Interacting with the Community
The Linux community is open for anyone to get involved. The PowerPC
community, being smaller, often has more need for people to help out
even for smaller, easily-accomplished tasks.
Mailing lists are the ideal place to find answers and help others
with their own questions. You don't need to subscribe in order to
post, but it's a good idea. The PowerPC Linux development mailing lists
are hosted at ozlabs.org. There are two
important rules for getting the help you want and not annoying people
in the process: Search the list archives first — your
question may have already been answered. Make sure you post your
question to the right list — if you're having trouble
installing a distribution and you post your question to the
linuxppc-dev list, you won't get any help but you will get annoyed
emails.
Mailing lists reach the widest audience, but for interactive discussion
IRC is the answer. There is a variety of graphical or text-based IRC
clients, including xchat and irssi. You can get some introductory help
on the web from sites like irchelp.org. If you ask a question and
nobody answers, be patient. Many people are gone or working on
other things. Wait patiently and resist the urge to repeat the same
question over and over again.
Relevant channels on freenode include #mklinux and #ppc64 (development conversation only please), #ppclinux, #yellowdog, #debianppc, #gentoo-ppc, and #crux.
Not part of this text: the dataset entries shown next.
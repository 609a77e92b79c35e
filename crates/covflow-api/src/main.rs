//! Covflow API server entry point.

use std::sync::Arc;

use covflow_api::bus::TracingEventBus;
use covflow_api::config::AppConfig;
use covflow_api::error::AppError;
use covflow_api::state::AppState;
use covflow_core::clock::SystemClock;
use covflow_event_store::pg_state_change_store::PgStateChangeStore;
use sqlx::postgres::PgPoolOptions;
use tracing_subscriber::EnvFilter;

#[tokio::main]
async fn main() -> Result<(), AppError> {
    // Initialize tracing subscriber.
    tracing_subscriber::fmt()
        .with_env_filter(
            EnvFilter::try_from_default_env().unwrap_or_else(|_| EnvFilter::new("info")),
        )
        .json()
        .init();

    tracing::info!("Starting Covflow API server");

    let config = AppConfig::from_env()?;

    let pool = PgPoolOptions::new()
        .max_connections(config.database_max_connections)
        .connect(&config.database_url)
        .await?;

    let store = Arc::new(PgStateChangeStore::new(pool, Arc::new(SystemClock)));
    store.ensure_schema().await?;
    spawn_expiry_purge(Arc::clone(&store), config.expiry_purge_interval);

    let app_state = AppState::new(
        Arc::new(SystemClock),
        store,
        Arc::new(TracingEventBus),
        config.conflict_retry_limit,
    );
    let app = covflow_api::app(app_state);

    tracing::info!("Listening on {}", config.listen_addr);
    let listener = tokio::net::TcpListener::bind(config.listen_addr).await?;
    axum::serve(listener, app).await?;

    Ok(())
}

/// Deletes expired state changes every `period` for the life of the process.
fn spawn_expiry_purge(store: Arc<PgStateChangeStore>, period: std::time::Duration) {
    tokio::spawn(async move {
        let mut interval = tokio::time::interval(period);
        loop {
            interval.tick().await;
            if let Err(e) = store.purge_expired().await {
                tracing::warn!(error = %e, "failed to purge expired state changes");
            }
        }
    });
}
Relevant channels on freenode include #mklinux and #ppc64 (development conversation only please), #ppclinux, #yellowdog, #debianppc, #gentoo-ppc, and #crux.
- Join IRC channels and mailing lists and help answer questions! You'll learn a lot too, just by reading the ongoing discussions.
- Favorite software project? You don't need to be a developer:
- help create PPC packages for it
- test often, and tell the developers or open bug reports when they accidentally break PPC
- just reminding developers that they have PPC users will encourage them to think about portability
- if the PPC packages require special steps to install, contribute to the installation guide
- for software like device drivers, contribute to the "supported hardware" list and make sure PPC is listed
- help other PPC users on the project's mailing lists and forums. The more noise we make, the more popular we seem. :)
- Web developer? Author? You can help us with this website, for example by contributing an article about PPC-specific software (e.g. pmud).